First, I turned off all flagging of roots except for local variables, to eliminate complications from function parameters and calling convention differences. This still crashed. Next, I turned off actually deleting free objects, to ensure that the heap traversal wasn't interfering with the process. This also crashed. Finally, I took a close look at how roots are checked by the GC implementation itself, and noticed an interesting pattern.
In simple test cases, the root checker always works. It requires some particular degree of complexity in the code to actually trigger the crash. So I set out to look for how the generated machine code was interacting with the stack, in the hopes of finding some quirk that explained the mistakes in the root checker.
Eventually, after probing around for a while, I notice a telltale call in one of the crashing functions: an invocation of the runtime function __chkstk. This function is used to verify the integrity of the stack after a dynamic allocation occurs in stack space - i.e., it's a safety trap run after an alloca call.
alloca should never be called by Epoch programs; for one thing, it ruins the ability of the stack crawler to correctly locate stack roots. But it's also a performance liability. It's much better to allocate all required stack space for a function once, up-front. The fact that this is happening means that my generated LLVM bitcode is asking for extra stack space after a function has entered its main body!
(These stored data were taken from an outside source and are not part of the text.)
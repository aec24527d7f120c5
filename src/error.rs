use thiserror::Error;

/// The only failure text ever shown to a user, whatever went wrong upstream.
pub const FETCH_FAILED_MESSAGE: &str = "Failed to fetch Pokemon data";

#[derive(Debug, Error)]
pub enum AppError {
    #[error("Configuration error: {0}")]
    ConfigError(String),

    #[error("Server error: {0}")]
    ServerError(#[from] std::io::Error),
}

impl From<toml::de::Error> for AppError {
    fn from(err: toml::de::Error) -> Self {
        AppError::ConfigError(err.to_string())
    }
}

/// Upstream API failures. Both kinds collapse to [`FETCH_FAILED_MESSAGE`]
/// for display; the reason is only meant for logs.
#[derive(Debug, Error, Clone, PartialEq, Eq)]
pub enum FetchError {
    #[error("list request at offset {offset} failed: {reason}")]
    List { offset: u32, reason: String },

    #[error("detail request for {url} failed: {reason}")]
    Detail { url: String, reason: String },

    #[error("species request for {url} failed: {reason}")]
    Species { url: String, reason: String },
}

impl FetchError {
    pub fn user_message(&self) -> &'static str {
        FETCH_FAILED_MESSAGE
    }
}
Sure enough, a quick search of the offending function's bitcode shows the allocation plain as day. I'm somewhat relieved that it's something this simple, but also a little miffed that it took so darn long to figure out.
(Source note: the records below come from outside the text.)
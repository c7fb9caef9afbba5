//! Headless deck generation, bypassing the folder dialogs.
//!
//! Run with: cargo run --example generate_deck <root_dir> <template.pptx> <output_dir>

use dir_to_pptx::{generate_report, DeckConfig, Result};
use std::env;
use std::path::Path;

fn main() -> Result<()> {
    let args: Vec<String> = env::args().collect();
    if args.len() < 4 {
        eprintln!("Usage: cargo run --example generate_deck <root_dir> <template.pptx> <output_dir>");
        return Ok(());
    }

    let config = DeckConfig::builder()
        .max_items_per_slide(40)
        .build();

    let output = generate_report(
        Path::new(&args[1]),
        Path::new(&args[2]),
        Path::new(&args[3]),
        &config,
    )?;

    println!("PowerPoint file '{}' created successfully.", output.display());
    Ok(())
}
I audit the JIT code for places where this might be tripping, and find two candidates. Now I just need to figure out how to eliminate those extra stack allocations... hmm...
Sure enough, after a little rearrangement, eliminating the extra allocation causes the garbage collector to start behaving again.
Now to slowly reintroduce features until it's back up to 100% operation... First is LLVM optimization passes, which I turned off to help pinpoint the faulty code in the first place. These come back online with no problems.
Next it's time to actually free memory marked as unreachable by the garbage collector. This passes with flying colors!
At this point the GC is fully back in action.
It is, sadly, slower than dog snot, so I'll have to find a way to improve the string garbage collection mechanism in particular to get it to stop being so painfully bad. It also appears to be too aggressive in its collection, as the compiler, when attempting to self-host, eventually reports a string has gone missing unexpectedly.
I expect that this is due to disabling the marking of certain stack roots earlier, so I turn that back on (oops). Instead of waiting for another really slow compilation pass, I decide to go ahead and optimize the string collector a bit more.
Along the way I find another oversight that will help immensely with performance: the runtime was triggering a garbage collection pass after every single allocation of any kind! Dialing this back to its old value (every 1000th allocation) should improve the throughput a bit.
After all that, the compiler successfully self-hosts again, with the garbage collector fully running! Woohoo!
It takes about 10 seconds to fully build the compiler now. I don't have the heart to actually time it, since I was sub-second without garbage collection so very recently. However, that's still a reasonable accomplishment, and performance is something I can always come back to and work on any old time.
With everything on the compiler and runtime framework side operating again, it's time to get Era back in shape. This will require modifying the compiler to be able to emit Windows resources such as dialogs, menus, and icons; not terribly difficult, but time consuming, and somewhat boring. I think I'll leave that for some other time.
It'll be really nice to quit using Notepad for code editing. I'm already looking forward to making Era more powerful and feature-rich so I can spend more time in that environment.
After all these years, Epoch is finally a language I feel like I can write production-quality software in, and I definitely enjoy writing Epoch code a lot more than, say, C++. A little polish here and there to work out some of the less expressive kinks in the language, some more features, and a good set of tools... and I could really, really love this thing.
Which, hopefully, means someone else will, too!